-- Opening Marker --

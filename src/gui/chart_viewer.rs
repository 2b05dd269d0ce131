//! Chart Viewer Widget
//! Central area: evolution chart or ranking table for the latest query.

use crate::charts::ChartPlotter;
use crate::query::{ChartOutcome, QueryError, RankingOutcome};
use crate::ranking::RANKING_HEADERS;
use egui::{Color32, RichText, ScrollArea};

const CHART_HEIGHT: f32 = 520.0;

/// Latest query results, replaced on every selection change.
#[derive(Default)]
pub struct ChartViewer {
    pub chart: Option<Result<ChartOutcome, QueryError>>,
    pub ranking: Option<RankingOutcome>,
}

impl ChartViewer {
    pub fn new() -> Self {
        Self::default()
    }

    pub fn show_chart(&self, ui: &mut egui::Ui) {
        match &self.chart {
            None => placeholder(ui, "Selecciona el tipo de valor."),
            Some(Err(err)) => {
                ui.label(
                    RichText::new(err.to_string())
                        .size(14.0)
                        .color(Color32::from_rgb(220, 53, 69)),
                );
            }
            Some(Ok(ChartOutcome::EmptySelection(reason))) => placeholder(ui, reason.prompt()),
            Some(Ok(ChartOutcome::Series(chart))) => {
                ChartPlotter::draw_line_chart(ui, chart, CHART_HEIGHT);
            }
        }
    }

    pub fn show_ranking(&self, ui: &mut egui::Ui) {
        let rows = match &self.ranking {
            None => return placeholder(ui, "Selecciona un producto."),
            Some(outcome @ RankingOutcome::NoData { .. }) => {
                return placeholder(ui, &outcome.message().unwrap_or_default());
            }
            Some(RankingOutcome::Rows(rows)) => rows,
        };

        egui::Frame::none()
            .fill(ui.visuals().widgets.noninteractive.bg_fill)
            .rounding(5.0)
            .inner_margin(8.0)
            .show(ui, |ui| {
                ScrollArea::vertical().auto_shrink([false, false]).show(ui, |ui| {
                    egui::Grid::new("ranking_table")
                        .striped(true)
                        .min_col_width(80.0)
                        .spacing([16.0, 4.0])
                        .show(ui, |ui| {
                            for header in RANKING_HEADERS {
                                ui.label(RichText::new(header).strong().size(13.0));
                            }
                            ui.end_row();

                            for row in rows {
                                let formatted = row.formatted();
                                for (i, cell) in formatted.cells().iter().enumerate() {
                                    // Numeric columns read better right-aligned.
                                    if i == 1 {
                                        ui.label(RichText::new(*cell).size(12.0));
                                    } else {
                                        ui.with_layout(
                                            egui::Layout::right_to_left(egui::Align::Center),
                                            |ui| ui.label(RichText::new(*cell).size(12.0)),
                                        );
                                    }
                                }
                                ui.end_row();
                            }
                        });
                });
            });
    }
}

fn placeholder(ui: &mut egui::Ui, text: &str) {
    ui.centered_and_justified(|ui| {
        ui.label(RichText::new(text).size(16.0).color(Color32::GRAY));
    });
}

-- Closing Marker --

Each record above has to be set down again, exactly and completely.

filename src/gui/chart_viewer.rs
repository 2b05dd269d0ce131
//! Chart Viewer Widget
//! Central area: evolution chart or ranking table for the latest query.

use crate::charts::ChartPlotter;
use crate::query::{ChartOutcome, QueryError, RankingOutcome};
use crate::ranking::RANKING_HEADERS;
use egui::{Color32, RichText, ScrollArea};

const CHART_HEIGHT: f32 = 520.0;

/// Latest query results, replaced on every selection change.
#[derive(Default)]
pub struct ChartViewer {
    pub chart: Option<Result<ChartOutcome, QueryError>>,
    pub ranking: Option<RankingOutcome>,
}

impl ChartViewer {
    pub fn new() -> Self {
        Self::default()
    }

    pub fn show_chart(&self, ui: &mut egui::Ui) {
        match &self.chart {
            None => placeholder(ui, "Selecciona el tipo de valor."),
            Some(Err(err)) => {
                ui.label(
                    RichText::new(err.to_string())
                        .size(14.0)
                        .color(Color32::from_rgb(220, 53, 69)),
                );
            }
            Some(Ok(ChartOutcome::EmptySelection(reason))) => placeholder(ui, reason.prompt()),
            Some(Ok(ChartOutcome::Series(chart))) => {
                ChartPlotter::draw_line_chart(ui, chart, CHART_HEIGHT);
            }
        }
    }

    pub fn show_ranking(&self, ui: &mut egui::Ui) {
        let rows = match &self.ranking {
            None => return placeholder(ui, "Selecciona un producto."),
            Some(outcome @ RankingOutcome::NoData { .. }) => {
                return placeholder(ui, &outcome.message().unwrap_or_default());
            }
            Some(RankingOutcome::Rows(rows)) => rows,
        };

        egui::Frame::none()
            .fill(ui.visuals().widgets.noninteractive.bg_fill)
            .rounding(5.0)
            .inner_margin(8.0)
            .show(ui, |ui| {
                ScrollArea::vertical().auto_shrink([false, false]).show(ui, |ui| {
                    egui::Grid::new("ranking_table")
                        .striped(true)
                        .min_col_width(80.0)
                        .spacing([16.0, 4.0])
                        .show(ui, |ui| {
                            for header in RANKING_HEADERS {
                                ui.label(RichText::new(header).strong().size(13.0));
                            }
                            ui.end_row();

                            for row in rows {
                                let formatted = row.formatted();
                                for (i, cell) in formatted.cells().iter().enumerate() {
                                    // Numeric columns read better right-aligned.
                                    if i == 1 {
                                        ui.label(RichText::new(*cell).size(12.0));
                                    } else {
                                        ui.with_layout(
                                            egui::Layout::right_to_left(egui::Align::Center),
                                            |ui| ui.label(RichText::new(*cell).size(12.0)),
                                        );
                                    }
                                }
                                ui.end_row();
                            }
                        });
                });
            });
    }
}

fn placeholder(ui: &mut egui::Ui, text: &str) {
    ui.centered_and_justified(|ui| {
        ui.label(RichText::new(text).size(16.0).color(Color32::GRAY));
    });
}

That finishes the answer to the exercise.